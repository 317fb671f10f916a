//! Ingredient value type and the `name-quantity-unit` input syntax.

use std::fmt;
use std::str::FromStr;

use serde::{Deserialize, Serialize};

use super::IngredientError;

/// A single pantry ingredient.
///
/// Identity is the exact, case-sensitive `name`. Quantity is kept as the user typed it;
/// parsing only checks that it reads as a number.
#[derive(Debug, Clone, PartialEq, Eq, Serialize, Deserialize)]
pub struct Ingredient {
    pub name: String,
    pub quantity: String,
    pub unit_of_measure: String,
}

impl Ingredient {
    pub fn new(
        name: impl Into<String>,
        quantity: impl Into<String>,
        unit_of_measure: impl Into<String>,
    ) -> Self {
        Self {
            name: name.into(),
            quantity: quantity.into(),
            unit_of_measure: unit_of_measure.into(),
        }
    }

    /// Parse user input of the form `name-quantity-unit`.
    ///
    /// The input must split into exactly three hyphen-delimited fields, the quantity
    /// must be a finite decimal number, and name and unit must be non-empty.
    /// Surrounding whitespace on each field is ignored.
    pub fn parse(raw: &str) -> Result<Self, IngredientError> {
        let invalid = |reason| IngredientError::InvalidFormat {
            input: raw.to_string(),
            reason,
        };

        let fields: Vec<&str> = raw.split('-').map(str::trim).collect();
        let [name, quantity, unit] = fields.as_slice() else {
            return Err(invalid("expected exactly three fields: name-quantity-unit"));
        };

        if name.is_empty() {
            return Err(invalid("name is empty"));
        }
        if unit.is_empty() {
            return Err(invalid("unit of measure is empty"));
        }
        match quantity.parse::<f64>() {
            Ok(value) if value.is_finite() => {}
            _ => return Err(invalid("quantity is not a number")),
        }

        Ok(Self::new(*name, *quantity, *unit))
    }
}

impl FromStr for Ingredient {
    type Err = IngredientError;

    fn from_str(s: &str) -> Result<Self, Self::Err> {
        Self::parse(s)
    }
}

impl fmt::Display for Ingredient {
    fn fmt(&self, f: &mut fmt::Formatter<'_>) -> fmt::Result {
        write!(f, "{}-{}-{}", self.name, self.quantity, self.unit_of_measure)
    }
}

/// Check whether raw user input is valid ingredient syntax.
pub fn verify_format(raw: &str) -> bool {
    Ingredient::parse(raw).is_ok()
}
■ ■ ■ ■
About this task:
Return the complete material exactly as it appears.

Task result:
repository 317fb671f10f916a
//! Ingredient value type and the `name-quantity-unit` input syntax.

use std::fmt;
use std::str::FromStr;

use serde::{Deserialize, Serialize};

use super::IngredientError;

/// A single pantry ingredient.
///
/// Identity is the exact, case-sensitive `name`. Quantity is kept as the user typed it;
/// parsing only checks that it reads as a number.
#[derive(Debug, Clone, PartialEq, Eq, Serialize, Deserialize)]
pub struct Ingredient {
    pub name: String,
    pub quantity: String,
    pub unit_of_measure: String,
}

impl Ingredient {
    pub fn new(
        name: impl Into<String>,
        quantity: impl Into<String>,
        unit_of_measure: impl Into<String>,
    ) -> Self {
        Self {
            name: name.into(),
            quantity: quantity.into(),
            unit_of_measure: unit_of_measure.into(),
        }
    }

    /// Parse user input of the form `name-quantity-unit`.
    ///
    /// The input must split into exactly three hyphen-delimited fields, the quantity
    /// must be a finite decimal number, and name and unit must be non-empty.
    /// Surrounding whitespace on each field is ignored.
    pub fn parse(raw: &str) -> Result<Self, IngredientError> {
        let invalid = |reason| IngredientError::InvalidFormat {
            input: raw.to_string(),
            reason,
        };

        let fields: Vec<&str> = raw.split('-').map(str::trim).collect();
        let [name, quantity, unit] = fields.as_slice() else {
            return Err(invalid("expected exactly three fields: name-quantity-unit"));
        };

        if name.is_empty() {
            return Err(invalid("name is empty"));
        }
        if unit.is_empty() {
            return Err(invalid("unit of measure is empty"));
        }
        match quantity.parse::<f64>() {
            Ok(value) if value.is_finite() => {}
            _ => return Err(invalid("quantity is not a number")),
        }

        Ok(Self::new(*name, *quantity, *unit))
    }
}

impl FromStr for Ingredient {
    type Err = IngredientError;

    fn from_str(s: &str) -> Result<Self, Self::Err> {
        Self::parse(s)
    }
}

impl fmt::Display for Ingredient {
    fn fmt(&self, f: &mut fmt::Formatter<'_>) -> fmt::Result {
        write!(f, "{}-{}-{}", self.name, self.quantity, self.unit_of_measure)
    }
}

/// Check whether raw user input is valid ingredient syntax.
pub fn verify_format(raw: &str) -> bool {
    Ingredient::parse(raw).is_ok()
}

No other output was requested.